Stored items
######
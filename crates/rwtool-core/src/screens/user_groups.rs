// ── User group access ──

use std::sync::Arc;

use super::{Editor, FilterState, Slot};
use crate::error::CoreError;
use crate::gateway::{Gateways, UserGroupGateway};
use crate::model::{Domain, Folder, GroupId, UserGroup, UserGroupDraft};
use crate::notify::Notifier;
use crate::projection::project;
use crate::sync::SyncController;
use crate::validation;

const LOAD_FAILED: &str = "Error loading user groups";
const FOLDERS_FAILED: &str = "Error loading folders";
const DOMAINS_FAILED: &str = "Error loading domains";
const CREATED: &str = "User group created successfully";
const UPDATED: &str = "User group updated successfully";
const SAVE_FAILED: &str = "Error saving user group";
const DELETED: &str = "User group deleted successfully";
const DELETE_FAILED: &str = "Error deleting user group";

pub type GroupEditor = Editor<GroupId, UserGroupDraft>;

/// Maps AD groups to report folders and a domain.
pub struct UserGroupAccess {
    notifier: Notifier,
    groups: SyncController<UserGroup>,
    folders: SyncController<Folder>,
    domains: SyncController<Domain>,
    gateway: Arc<dyn UserGroupGateway>,
    filter: FilterState,
    editor: Slot<GroupEditor>,
    pending_delete: Slot<Arc<UserGroup>>,
}

impl UserGroupAccess {
    pub fn new(gateways: &Gateways, notifier: Notifier) -> Self {
        let gateway = Arc::clone(&gateways.groups);

        let loader = Arc::clone(&gateway);
        let groups = SyncController::new("user_groups", LOAD_FAILED, notifier.clone(), move || {
            let gw = Arc::clone(&loader);
            async move { gw.list_groups().await }
        });
        let loader = Arc::clone(&gateways.folders);
        let folders = SyncController::new("folders", FOLDERS_FAILED, notifier.clone(), move || {
            let gw = Arc::clone(&loader);
            async move { gw.list_folders().await }
        });
        let loader = Arc::clone(&gateways.domains);
        let domains = SyncController::new("domains", DOMAINS_FAILED, notifier.clone(), move || {
            let gw = Arc::clone(&loader);
            async move { gw.list_domains().await }
        });

        Self {
            notifier,
            groups,
            folders,
            domains,
            gateway,
            filter: FilterState::default(),
            editor: Slot::default(),
            pending_delete: Slot::default(),
        }
    }

    pub fn notifier(&self) -> &Notifier {
        &self.notifier
    }

    pub fn groups(&self) -> &SyncController<UserGroup> {
        &self.groups
    }

    pub fn folders(&self) -> &SyncController<Folder> {
        &self.folders
    }

    pub fn domains(&self) -> &SyncController<Domain> {
        &self.domains
    }

    pub fn filter(&self) -> &FilterState {
        &self.filter
    }

    pub fn editor(&self) -> &Slot<GroupEditor> {
        &self.editor
    }

    pub fn pending_delete(&self) -> &Slot<Arc<UserGroup>> {
        &self.pending_delete
    }

    /// Load groups, folders and domains concurrently. Each failure is
    /// reported on its own; the first error is returned.
    pub async fn load(&self) -> Result<(), CoreError> {
        let (groups, folders, domains) =
            tokio::join!(self.groups.refresh(), self.folders.refresh(), self.domains.refresh());
        groups.and(folders).and(domains)
    }

    pub fn visible(&self) -> Vec<Arc<UserGroup>> {
        let filter = self.filter.get();
        project(&self.groups.items(), &filter.search, &filter.status)
    }

    fn find(&self, id: GroupId) -> Result<Arc<UserGroup>, CoreError> {
        self.groups
            .items()
            .iter()
            .find(|g| g.id == id)
            .cloned()
            .ok_or_else(|| CoreError::NotFound {
                message: Some(format!("User group {id} not found")),
            })
    }

    // ── Create / edit ────────────────────────────────────────────────

    pub fn open_create(&self) {
        self.editor.open(GroupEditor::create());
    }

    pub fn open_edit(&self, id: GroupId) -> Result<(), CoreError> {
        let group = self.find(id)?;
        self.editor
            .open(GroupEditor::edit(group.id, UserGroupDraft::from(group.as_ref())));
        Ok(())
    }

    pub fn edit_draft(&self, f: impl FnOnce(&mut UserGroupDraft)) {
        self.editor.update(|e| f(&mut e.draft));
    }

    pub fn toggle_folder(&self, folder: &str) {
        self.edit_draft(|d| d.toggle_folder(folder));
    }

    pub fn close_editor(&self) {
        self.editor.close();
    }

    pub async fn save(&self) -> Result<UserGroup, CoreError> {
        let Some(editor) = self.editor.get() else {
            return Err(CoreError::validation("No user group is being edited"));
        };
        if let Err(err) = validation::user_group_draft(&editor.draft) {
            self.notifier.validation(err.user_message(""));
            return Err(err);
        }

        let saved = match editor.editing {
            Some(id) => {
                self.groups
                    .mutate(self.gateway.update_group(id, editor.draft), UPDATED, SAVE_FAILED)
                    .await?
            }
            None => {
                self.groups
                    .mutate(self.gateway.create_group(editor.draft), CREATED, SAVE_FAILED)
                    .await?
            }
        };
        self.editor.close();
        Ok(saved)
    }

    // ── Delete ───────────────────────────────────────────────────────

    pub fn request_delete(&self, id: GroupId) -> Result<(), CoreError> {
        self.pending_delete.open(self.find(id)?);
        Ok(())
    }

    pub fn cancel_delete(&self) {
        self.pending_delete.close();
    }

    pub async fn confirm_delete(&self) -> Result<(), CoreError> {
        let Some(group) = self.pending_delete.get() else {
            return Err(CoreError::validation("No user group selected"));
        };
        self.groups
            .mutate(self.gateway.delete_group(group.id), DELETED, DELETE_FAILED)
            .await?;
        self.pending_delete.close();
        Ok(())
    }

    pub fn discard(&self) {
        self.groups.discard();
        self.folders.discard();
        self.domains.discard();
        self.notifier.dismiss();
    }
}

#[cfg(test)]
mod tests {
    use pretty_assertions::assert_eq;

    use super::*;
    use crate::gateway::{
        MockAuthGateway, MockDomainGateway, MockFolderGateway, MockReportGateway,
        MockSubscriptionGateway, MockUserGroupGateway,
    };
    use crate::notify::NoticeLevel;
    use crate::screens::fixtures::{domain, group};
    use crate::validation::GROUP_FIELDS_REQUIRED;

    fn gateways(groups: MockUserGroupGateway, folders: MockFolderGateway) -> Gateways {
        let mut domains = MockDomainGateway::new();
        domains
            .expect_list_domains()
            .returning(|| Ok(vec![domain("1", "Finance")]));
        Gateways {
            domains: Arc::new(domains),
            subscriptions: Arc::new(MockSubscriptionGateway::new()),
            groups: Arc::new(groups),
            folders: Arc::new(folders),
            reports: Arc::new(MockReportGateway::new()),
            auth: Arc::new(MockAuthGateway::new()),
        }
    }

    fn folders(names: &'static [&'static str]) -> MockFolderGateway {
        let mut gw = MockFolderGateway::new();
        gw.expect_list_folders()
            .returning(move || Ok(names.iter().map(|n| Folder((*n).to_owned())).collect()));
        gw
    }

    #[tokio::test]
    async fn group_without_folders_is_rejected_locally() {
        let mut gw = MockUserGroupGateway::new();
        gw.expect_list_groups().returning(|| Ok(vec![]));
        gw.expect_create_group().never();
        gw.expect_update_group().never();

        let screen = UserGroupAccess::new(&gateways(gw, folders(&["Finance"])), Notifier::default());
        screen.load().await.expect("load");
        screen.open_create();
        screen.edit_draft(|d| {
            d.ad_group_name = "Compliance".into();
            d.associated_domain = "Finance".into();
        });

        let err = screen.save().await.expect_err("no folders");
        assert!(matches!(err, CoreError::Validation { .. }));
        let notice = screen.notifier().current().expect("notice");
        assert_eq!(notice.message, GROUP_FIELDS_REQUIRED);
        assert_eq!(notice.level, NoticeLevel::Validation);
        assert!(screen.editor().is_open());
    }

    #[tokio::test]
    async fn create_with_toggled_folders() {
        let mut gw = MockUserGroupGateway::new();
        gw.expect_list_groups().returning(|| Ok(vec![group(7, "Compliance", &["Finance"])]));
        gw.expect_create_group()
            .withf(|d| d.ad_group_name == "Compliance" && d.folder_access == ["Finance"])
            .times(1)
            .returning(|_| Ok(group(7, "Compliance", &["Finance"])));

        let screen = UserGroupAccess::new(
            &gateways(gw, folders(&["Finance", "HR"])),
            Notifier::default(),
        );
        screen.load().await.expect("load");
        assert_eq!(screen.folders().items().len(), 2);

        screen.open_create();
        screen.edit_draft(|d| {
            d.ad_group_name = "Compliance".into();
            d.associated_domain = "Finance".into();
        });
        screen.toggle_folder("Finance");
        screen.toggle_folder("HR");
        screen.toggle_folder("HR");
        screen.save().await.expect("save");

        assert!(!screen.editor().is_open());
        assert_eq!(
            screen.notifier().current().map(|n| n.message).as_deref(),
            Some("User group created successfully")
        );
        assert_eq!(screen.groups().items().len(), 1);
    }

    #[tokio::test]
    async fn edit_prefills_draft_and_updates() {
        let mut gw = MockUserGroupGateway::new();
        gw.expect_list_groups()
            .returning(|| Ok(vec![group(3, "Auditors", &["Finance", "Risk"])]));
        gw.expect_update_group()
            .withf(|id, d| *id == GroupId(3) && d.folder_access == ["Risk"])
            .times(1)
            .returning(|_, _| Ok(group(3, "Auditors", &["Risk"])));

        let screen = UserGroupAccess::new(&gateways(gw, folders(&[])), Notifier::default());
        screen.load().await.expect("load");
        screen.open_edit(GroupId(3)).expect("edit");
        let draft = screen.editor().get().expect("open").draft;
        assert_eq!(draft.associated_domain, "Finance");

        screen.toggle_folder("Finance");
        screen.save().await.expect("save");
        assert_eq!(
            screen.notifier().current().map(|n| n.message).as_deref(),
            Some("User group updated successfully")
        );
    }

    #[tokio::test]
    async fn folder_failure_keeps_groups() {
        let mut gw = MockUserGroupGateway::new();
        gw.expect_list_groups().returning(|| Ok(vec![group(1, "Ops", &["HR"])]));
        let mut fs = MockFolderGateway::new();
        fs.expect_list_folders()
            .returning(|| Err(CoreError::Network { reason: "refused".into() }));

        let screen = UserGroupAccess::new(&gateways(gw, fs), Notifier::default());
        assert!(screen.load().await.is_err());
        assert_eq!(screen.groups().items().len(), 1);
        assert_eq!(screen.folders().last_error().as_deref(), Some("Error loading folders"));
    }

    #[tokio::test]
    async fn delete_and_search() {
        let mut gw = MockUserGroupGateway::new();
        gw.expect_list_groups().returning(|| {
            Ok(vec![group(1, "Auditors", &["Finance"]), group(2, "Traders", &["Markets"])])
        });
        gw.expect_delete_group()
            .withf(|id| *id == GroupId(2))
            .times(1)
            .returning(|_| Ok(()));

        let screen = UserGroupAccess::new(&gateways(gw, folders(&[])), Notifier::default());
        screen.load().await.expect("load");

        screen.filter().set_search("market");
        let visible: Vec<_> = screen.visible().iter().map(|g| g.id).collect();
        assert_eq!(visible, vec![GroupId(2)]);

        screen.request_delete(GroupId(2)).expect("ask");
        screen.confirm_delete().await.expect("delete");
        assert!(!screen.pending_delete().is_open());
        assert_eq!(
            screen.notifier().current().map(|n| n.message).as_deref(),
            Some("User group deleted successfully")
        );
    }

    #[tokio::test]
    async fn failed_delete_keeps_confirmation_open() {
        let mut gw = MockUserGroupGateway::new();
        gw.expect_list_groups()
            .times(1)
            .returning(|| Ok(vec![group(4, "Auditors", &["Finance"])]));
        gw.expect_delete_group().times(1).returning(|_| {
            Err(CoreError::Server { status: Some(500), message: None, code: None })
        });

        let screen = UserGroupAccess::new(&gateways(gw, folders(&[])), Notifier::default());
        screen.load().await.expect("load");
        screen.request_delete(GroupId(4)).expect("ask");
        assert!(screen.confirm_delete().await.is_err());

        assert!(screen.pending_delete().is_open());
        assert_eq!(screen.groups().items().len(), 1);
        assert_eq!(
            screen.notifier().current().map(|n| n.message).as_deref(),
            Some("Error deleting user group")
        );
    }
}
######
PROBLEM REQUIREMENTS
Report how many lines in this data include the string "GroupId", and nothing else.

RESPONSE TO THE TASK
11